How to complete this task | Pick out the lines below that include the string "failure".

** Opening Material for this task block **

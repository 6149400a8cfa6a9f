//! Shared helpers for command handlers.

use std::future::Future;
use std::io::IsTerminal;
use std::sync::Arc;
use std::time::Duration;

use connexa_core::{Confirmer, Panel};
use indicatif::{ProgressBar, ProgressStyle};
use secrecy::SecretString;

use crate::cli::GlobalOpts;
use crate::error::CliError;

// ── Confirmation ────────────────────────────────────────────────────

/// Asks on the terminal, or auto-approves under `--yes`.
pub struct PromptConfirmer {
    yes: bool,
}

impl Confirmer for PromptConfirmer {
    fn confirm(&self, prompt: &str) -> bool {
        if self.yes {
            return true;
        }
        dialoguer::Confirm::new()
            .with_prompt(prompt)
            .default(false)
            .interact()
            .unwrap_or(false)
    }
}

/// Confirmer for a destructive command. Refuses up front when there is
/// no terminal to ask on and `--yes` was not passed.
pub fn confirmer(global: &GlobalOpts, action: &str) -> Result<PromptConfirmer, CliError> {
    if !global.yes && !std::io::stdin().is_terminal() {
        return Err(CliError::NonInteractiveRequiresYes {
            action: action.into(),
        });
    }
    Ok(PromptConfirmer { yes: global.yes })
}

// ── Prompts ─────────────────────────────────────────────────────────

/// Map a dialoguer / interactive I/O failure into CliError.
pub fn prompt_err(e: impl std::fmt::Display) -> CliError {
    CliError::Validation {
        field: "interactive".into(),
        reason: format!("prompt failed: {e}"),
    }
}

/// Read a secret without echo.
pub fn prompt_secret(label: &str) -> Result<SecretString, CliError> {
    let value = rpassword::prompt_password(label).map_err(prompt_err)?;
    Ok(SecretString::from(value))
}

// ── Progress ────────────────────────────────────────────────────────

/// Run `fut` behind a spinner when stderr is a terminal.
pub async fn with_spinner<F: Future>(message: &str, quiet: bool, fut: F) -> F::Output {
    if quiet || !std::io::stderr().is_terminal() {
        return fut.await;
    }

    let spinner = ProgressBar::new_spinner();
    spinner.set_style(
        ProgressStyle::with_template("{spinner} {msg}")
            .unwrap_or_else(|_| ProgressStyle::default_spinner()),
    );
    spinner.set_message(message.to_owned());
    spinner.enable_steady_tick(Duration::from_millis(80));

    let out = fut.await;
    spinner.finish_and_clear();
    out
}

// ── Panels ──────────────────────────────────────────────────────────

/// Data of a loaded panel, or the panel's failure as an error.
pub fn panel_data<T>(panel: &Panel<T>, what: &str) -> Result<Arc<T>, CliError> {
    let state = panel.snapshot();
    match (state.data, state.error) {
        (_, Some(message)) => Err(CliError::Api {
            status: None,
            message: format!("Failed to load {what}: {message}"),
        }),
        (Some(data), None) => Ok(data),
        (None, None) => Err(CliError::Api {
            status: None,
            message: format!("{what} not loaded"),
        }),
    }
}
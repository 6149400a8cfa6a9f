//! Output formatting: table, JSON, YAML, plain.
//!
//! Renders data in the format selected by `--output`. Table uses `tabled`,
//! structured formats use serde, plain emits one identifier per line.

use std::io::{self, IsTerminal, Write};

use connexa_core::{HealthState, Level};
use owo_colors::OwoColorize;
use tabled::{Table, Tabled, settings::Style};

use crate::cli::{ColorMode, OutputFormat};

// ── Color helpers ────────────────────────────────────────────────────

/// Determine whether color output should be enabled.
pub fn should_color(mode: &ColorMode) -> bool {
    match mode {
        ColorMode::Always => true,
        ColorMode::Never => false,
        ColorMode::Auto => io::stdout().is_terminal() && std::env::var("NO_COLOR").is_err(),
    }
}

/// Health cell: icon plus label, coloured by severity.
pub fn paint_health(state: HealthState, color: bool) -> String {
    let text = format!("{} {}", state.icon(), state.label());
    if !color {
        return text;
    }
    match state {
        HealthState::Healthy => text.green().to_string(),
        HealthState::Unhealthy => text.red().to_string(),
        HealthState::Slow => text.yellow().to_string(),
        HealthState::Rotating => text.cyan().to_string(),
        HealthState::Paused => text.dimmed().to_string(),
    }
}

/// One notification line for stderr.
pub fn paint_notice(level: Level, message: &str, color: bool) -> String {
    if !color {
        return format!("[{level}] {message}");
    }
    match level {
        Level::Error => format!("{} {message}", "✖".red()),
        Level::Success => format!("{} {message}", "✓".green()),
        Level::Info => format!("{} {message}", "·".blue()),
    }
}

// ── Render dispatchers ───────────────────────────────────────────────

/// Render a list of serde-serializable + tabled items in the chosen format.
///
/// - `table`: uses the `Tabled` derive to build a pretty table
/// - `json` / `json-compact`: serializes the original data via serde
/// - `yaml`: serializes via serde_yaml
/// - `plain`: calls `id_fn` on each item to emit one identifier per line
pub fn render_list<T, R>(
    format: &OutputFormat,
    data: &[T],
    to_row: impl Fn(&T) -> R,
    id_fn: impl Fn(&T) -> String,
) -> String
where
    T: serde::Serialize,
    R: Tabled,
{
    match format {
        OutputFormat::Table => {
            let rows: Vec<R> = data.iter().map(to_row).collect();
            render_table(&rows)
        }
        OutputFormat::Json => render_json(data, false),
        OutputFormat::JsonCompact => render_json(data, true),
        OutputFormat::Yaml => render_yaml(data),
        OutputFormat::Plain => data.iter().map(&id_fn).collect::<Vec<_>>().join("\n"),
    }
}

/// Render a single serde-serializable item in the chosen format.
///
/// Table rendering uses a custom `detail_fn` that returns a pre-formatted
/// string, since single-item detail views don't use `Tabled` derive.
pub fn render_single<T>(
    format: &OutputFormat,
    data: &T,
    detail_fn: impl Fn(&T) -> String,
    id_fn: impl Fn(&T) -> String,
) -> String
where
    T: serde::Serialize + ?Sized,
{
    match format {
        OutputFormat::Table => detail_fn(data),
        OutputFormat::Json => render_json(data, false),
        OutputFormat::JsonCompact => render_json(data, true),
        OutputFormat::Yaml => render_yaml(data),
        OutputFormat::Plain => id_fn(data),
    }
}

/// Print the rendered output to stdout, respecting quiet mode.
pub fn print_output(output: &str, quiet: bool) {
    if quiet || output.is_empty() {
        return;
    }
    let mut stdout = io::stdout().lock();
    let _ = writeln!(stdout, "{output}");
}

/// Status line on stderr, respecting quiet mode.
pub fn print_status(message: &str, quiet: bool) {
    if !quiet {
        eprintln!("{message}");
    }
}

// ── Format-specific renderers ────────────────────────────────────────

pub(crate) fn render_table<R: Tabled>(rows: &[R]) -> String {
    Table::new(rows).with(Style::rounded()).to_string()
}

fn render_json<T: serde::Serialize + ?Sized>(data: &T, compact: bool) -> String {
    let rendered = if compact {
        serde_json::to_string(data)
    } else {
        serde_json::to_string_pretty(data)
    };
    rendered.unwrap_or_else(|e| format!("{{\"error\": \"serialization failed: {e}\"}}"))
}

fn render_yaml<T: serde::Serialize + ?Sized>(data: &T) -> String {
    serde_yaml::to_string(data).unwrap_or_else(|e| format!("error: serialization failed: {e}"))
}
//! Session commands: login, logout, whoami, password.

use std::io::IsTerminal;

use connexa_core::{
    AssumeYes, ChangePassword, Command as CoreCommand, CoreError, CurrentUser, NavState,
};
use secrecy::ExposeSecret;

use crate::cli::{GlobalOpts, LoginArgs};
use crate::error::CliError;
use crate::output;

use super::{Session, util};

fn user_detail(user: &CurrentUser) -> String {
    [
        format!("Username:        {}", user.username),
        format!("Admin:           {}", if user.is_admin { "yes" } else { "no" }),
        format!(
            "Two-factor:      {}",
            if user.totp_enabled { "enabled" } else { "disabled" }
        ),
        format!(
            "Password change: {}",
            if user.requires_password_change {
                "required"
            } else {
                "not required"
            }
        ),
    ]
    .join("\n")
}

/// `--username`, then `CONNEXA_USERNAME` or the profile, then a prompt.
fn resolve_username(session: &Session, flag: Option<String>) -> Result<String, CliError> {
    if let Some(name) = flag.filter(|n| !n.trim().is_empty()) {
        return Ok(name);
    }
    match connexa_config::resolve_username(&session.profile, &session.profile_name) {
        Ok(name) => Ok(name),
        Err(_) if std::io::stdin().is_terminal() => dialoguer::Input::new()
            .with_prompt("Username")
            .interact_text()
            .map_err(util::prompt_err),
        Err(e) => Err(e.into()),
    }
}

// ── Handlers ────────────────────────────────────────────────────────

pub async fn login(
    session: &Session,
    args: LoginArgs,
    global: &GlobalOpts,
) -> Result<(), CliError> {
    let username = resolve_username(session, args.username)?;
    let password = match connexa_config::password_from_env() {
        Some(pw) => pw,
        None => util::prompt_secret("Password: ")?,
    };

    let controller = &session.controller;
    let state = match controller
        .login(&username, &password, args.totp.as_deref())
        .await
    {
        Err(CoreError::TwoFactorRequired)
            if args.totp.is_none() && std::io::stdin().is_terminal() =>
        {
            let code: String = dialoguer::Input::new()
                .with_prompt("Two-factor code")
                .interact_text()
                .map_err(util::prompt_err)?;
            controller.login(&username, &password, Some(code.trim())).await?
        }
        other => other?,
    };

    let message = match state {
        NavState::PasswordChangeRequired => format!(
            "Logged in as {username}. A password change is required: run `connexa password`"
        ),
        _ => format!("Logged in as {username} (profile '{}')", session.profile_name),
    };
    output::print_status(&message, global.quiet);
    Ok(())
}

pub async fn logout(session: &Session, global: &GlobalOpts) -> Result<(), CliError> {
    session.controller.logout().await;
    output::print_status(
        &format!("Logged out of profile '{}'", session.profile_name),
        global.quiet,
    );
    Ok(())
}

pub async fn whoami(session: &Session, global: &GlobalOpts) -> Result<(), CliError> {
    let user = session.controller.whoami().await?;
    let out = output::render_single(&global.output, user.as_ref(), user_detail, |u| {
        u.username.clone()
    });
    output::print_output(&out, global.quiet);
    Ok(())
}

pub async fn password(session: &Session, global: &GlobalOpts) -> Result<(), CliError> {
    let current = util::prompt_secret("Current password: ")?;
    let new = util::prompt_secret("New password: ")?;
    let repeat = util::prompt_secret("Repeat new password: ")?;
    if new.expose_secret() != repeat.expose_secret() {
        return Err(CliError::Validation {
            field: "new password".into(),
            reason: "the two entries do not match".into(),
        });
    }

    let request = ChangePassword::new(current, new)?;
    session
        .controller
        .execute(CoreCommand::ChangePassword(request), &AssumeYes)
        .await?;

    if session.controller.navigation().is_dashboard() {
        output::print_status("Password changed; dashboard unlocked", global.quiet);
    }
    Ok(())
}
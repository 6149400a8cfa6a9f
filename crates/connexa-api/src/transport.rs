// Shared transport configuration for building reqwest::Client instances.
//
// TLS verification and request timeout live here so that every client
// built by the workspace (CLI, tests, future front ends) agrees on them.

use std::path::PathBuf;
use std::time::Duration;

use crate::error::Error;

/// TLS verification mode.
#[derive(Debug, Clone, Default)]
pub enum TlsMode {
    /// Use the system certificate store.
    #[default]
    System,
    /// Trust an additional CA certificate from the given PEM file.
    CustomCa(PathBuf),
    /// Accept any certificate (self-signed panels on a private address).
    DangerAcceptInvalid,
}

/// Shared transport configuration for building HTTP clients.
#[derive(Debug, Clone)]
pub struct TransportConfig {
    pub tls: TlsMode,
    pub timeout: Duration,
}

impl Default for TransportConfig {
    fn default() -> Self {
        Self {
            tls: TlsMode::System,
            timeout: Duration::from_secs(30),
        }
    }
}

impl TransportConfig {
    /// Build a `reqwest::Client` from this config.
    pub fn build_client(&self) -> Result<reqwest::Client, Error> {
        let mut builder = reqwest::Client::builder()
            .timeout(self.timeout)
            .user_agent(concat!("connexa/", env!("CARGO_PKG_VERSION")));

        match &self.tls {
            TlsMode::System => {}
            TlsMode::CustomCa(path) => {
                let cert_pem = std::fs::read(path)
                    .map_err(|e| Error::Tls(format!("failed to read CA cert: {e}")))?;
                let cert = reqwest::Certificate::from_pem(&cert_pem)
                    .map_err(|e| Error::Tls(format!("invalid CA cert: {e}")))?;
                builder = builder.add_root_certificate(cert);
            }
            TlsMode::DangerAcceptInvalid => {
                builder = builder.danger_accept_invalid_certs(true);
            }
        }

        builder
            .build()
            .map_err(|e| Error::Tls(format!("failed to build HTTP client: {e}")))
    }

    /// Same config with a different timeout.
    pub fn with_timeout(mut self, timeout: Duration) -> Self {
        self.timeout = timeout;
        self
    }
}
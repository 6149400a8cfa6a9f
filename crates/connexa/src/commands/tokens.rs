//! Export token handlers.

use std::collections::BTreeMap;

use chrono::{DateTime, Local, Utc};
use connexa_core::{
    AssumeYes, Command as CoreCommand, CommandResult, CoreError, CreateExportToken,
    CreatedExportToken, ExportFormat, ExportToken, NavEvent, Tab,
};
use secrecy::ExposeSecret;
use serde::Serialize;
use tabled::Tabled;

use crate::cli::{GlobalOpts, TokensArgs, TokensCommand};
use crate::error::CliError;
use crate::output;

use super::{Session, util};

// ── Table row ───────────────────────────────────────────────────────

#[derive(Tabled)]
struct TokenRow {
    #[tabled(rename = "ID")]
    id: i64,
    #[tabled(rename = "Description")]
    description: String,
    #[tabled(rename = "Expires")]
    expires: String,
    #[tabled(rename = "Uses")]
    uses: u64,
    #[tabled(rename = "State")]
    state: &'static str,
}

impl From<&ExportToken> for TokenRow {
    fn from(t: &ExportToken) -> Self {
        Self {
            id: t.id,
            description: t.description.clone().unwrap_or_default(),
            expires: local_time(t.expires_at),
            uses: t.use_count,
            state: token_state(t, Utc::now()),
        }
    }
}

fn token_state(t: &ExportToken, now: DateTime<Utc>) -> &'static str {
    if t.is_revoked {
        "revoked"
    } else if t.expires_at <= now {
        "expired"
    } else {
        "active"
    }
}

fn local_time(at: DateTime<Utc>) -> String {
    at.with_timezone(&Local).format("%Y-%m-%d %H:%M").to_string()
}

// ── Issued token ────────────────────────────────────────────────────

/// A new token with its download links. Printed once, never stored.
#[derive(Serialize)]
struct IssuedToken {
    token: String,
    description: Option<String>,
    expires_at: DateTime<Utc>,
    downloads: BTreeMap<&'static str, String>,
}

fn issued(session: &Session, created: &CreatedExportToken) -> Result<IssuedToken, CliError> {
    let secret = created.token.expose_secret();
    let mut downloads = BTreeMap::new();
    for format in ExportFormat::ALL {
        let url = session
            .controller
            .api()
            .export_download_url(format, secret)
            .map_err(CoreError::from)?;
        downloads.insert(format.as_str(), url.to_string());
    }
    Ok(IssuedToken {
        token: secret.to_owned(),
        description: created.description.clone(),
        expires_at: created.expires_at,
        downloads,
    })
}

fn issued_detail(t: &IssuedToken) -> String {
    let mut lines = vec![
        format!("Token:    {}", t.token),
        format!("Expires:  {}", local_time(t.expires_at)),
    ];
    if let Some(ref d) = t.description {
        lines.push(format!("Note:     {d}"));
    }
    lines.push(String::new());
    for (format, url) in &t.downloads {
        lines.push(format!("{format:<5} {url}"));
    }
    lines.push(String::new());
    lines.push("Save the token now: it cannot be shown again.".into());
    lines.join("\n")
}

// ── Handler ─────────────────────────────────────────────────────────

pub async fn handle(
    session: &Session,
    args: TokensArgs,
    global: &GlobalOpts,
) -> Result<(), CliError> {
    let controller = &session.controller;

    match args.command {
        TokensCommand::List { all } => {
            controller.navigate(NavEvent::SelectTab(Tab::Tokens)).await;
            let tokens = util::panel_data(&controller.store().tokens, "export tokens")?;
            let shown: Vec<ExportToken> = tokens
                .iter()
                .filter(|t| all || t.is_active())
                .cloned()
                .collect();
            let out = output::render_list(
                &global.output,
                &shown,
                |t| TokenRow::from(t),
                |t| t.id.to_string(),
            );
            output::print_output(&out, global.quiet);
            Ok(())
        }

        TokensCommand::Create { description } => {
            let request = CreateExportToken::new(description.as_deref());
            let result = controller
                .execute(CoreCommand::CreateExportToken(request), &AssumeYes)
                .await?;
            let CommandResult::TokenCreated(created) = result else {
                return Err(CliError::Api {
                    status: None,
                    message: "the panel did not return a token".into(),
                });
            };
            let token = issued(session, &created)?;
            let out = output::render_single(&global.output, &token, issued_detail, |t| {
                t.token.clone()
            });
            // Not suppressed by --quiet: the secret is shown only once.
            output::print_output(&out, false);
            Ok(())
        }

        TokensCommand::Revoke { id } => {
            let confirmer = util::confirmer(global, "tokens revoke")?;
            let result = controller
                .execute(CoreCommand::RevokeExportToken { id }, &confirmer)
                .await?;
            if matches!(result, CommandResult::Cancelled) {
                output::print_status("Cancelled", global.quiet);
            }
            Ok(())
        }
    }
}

** Closing Material for this task block **

Answer box |
/// Map a dialoguer / interactive I/O failure into CliError.
/// Data of a loaded panel, or the panel's failure as an error.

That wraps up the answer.